» Activity
The response should consist solely of the line containing "various expression types" and the lines after it through the end of the listing below, repeated exactly.
• • • • •
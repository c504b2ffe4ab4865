/// AST (Abstract Syntax Tree) module
/// Contains all definitions related to the AST structure
///
/// Submodules:
/// - ast: Core AST definitions and traits
/// - expressions: Definitions for various expression types
/// - statements: Definitions for various statement types
/// - types: Definitions for type representations in the AST
pub mod ast;
pub mod expressions;
pub mod statements;
pub mod types;
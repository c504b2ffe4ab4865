//! Code-generation back end of a transpiler for a small imperative language.
//!
//! The crate consumes a fully built, type-annotated program tree and emits
//! equivalent Python source text. It exposes no parsing surface of its own:
//! an external builder constructs the nodes bottom-up and wires them into
//! blocks, and a prior validation pass has already checked names and types.
//!
//! Every node supports two independent traversals: `display`, a deterministic
//! structural trace for diagnostics, and `compile`, the actual emission into
//! an explicit output sink. The tree is immutable once built and is walked
//! exactly once per compilation, depth-first, with no intermediate
//! representation.

#![allow(clippy::module_inception)]

pub mod ast;
pub mod errors;
pub mod macros;
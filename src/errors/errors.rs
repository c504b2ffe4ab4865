use std::io;

use thiserror::Error;

/// Emission-time error.
///
/// Construction-time contract violations (attaching a second else block,
/// building an arithmetic node over character operands) are programming
/// errors and panic instead of producing a variant here. Callers that hit a
/// sink failure must discard any partially written output.
#[derive(Error, Debug)]
pub enum CompileError {
    #[error("failed to write generated code: {0}")]
    Sink(#[from] io::Error),
}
• • • • •
» Expected output
/// - expressions: Definitions for various expression types
/// - statements: Definitions for various statement types
/// - types: Definitions for type representations in the AST
pub mod ast;
pub mod expressions;
pub mod statements;
pub mod types;
repository c504b2ffe4ab4865
//! Code-generation back end of a transpiler for a small imperative language.
//!
//! The crate consumes a fully built, type-annotated program tree and emits
//! equivalent Python source text. It exposes no parsing surface of its own:
//! an external builder constructs the nodes bottom-up and wires them into
//! blocks, and a prior validation pass has already checked names and types.
//!
//! Every node supports two independent traversals: `display`, a deterministic
//! structural trace for diagnostics, and `compile`, the actual emission into
//! an explicit output sink. The tree is immutable once built and is walked
//! exactly once per compilation, depth-first, with no intermediate
//! representation.

#![allow(clippy::module_inception)]

pub mod ast;
pub mod errors;
pub mod macros;
filename src/errors/errors.rs
repository c504b2ffe4ab4865
use std::io;

use thiserror::Error;

/// Emission-time error.
///
/// Construction-time contract violations (attaching a second else block,
/// building an arithmetic node over character operands) are programming
/// errors and panic instead of producing a variant here. Callers that hit a
/// sink failure must discard any partially written output.
#[derive(Error, Debug)]
pub enum CompileError {
    #[error("failed to write generated code: {0}")]
    Sink(#[from] io::Error),
}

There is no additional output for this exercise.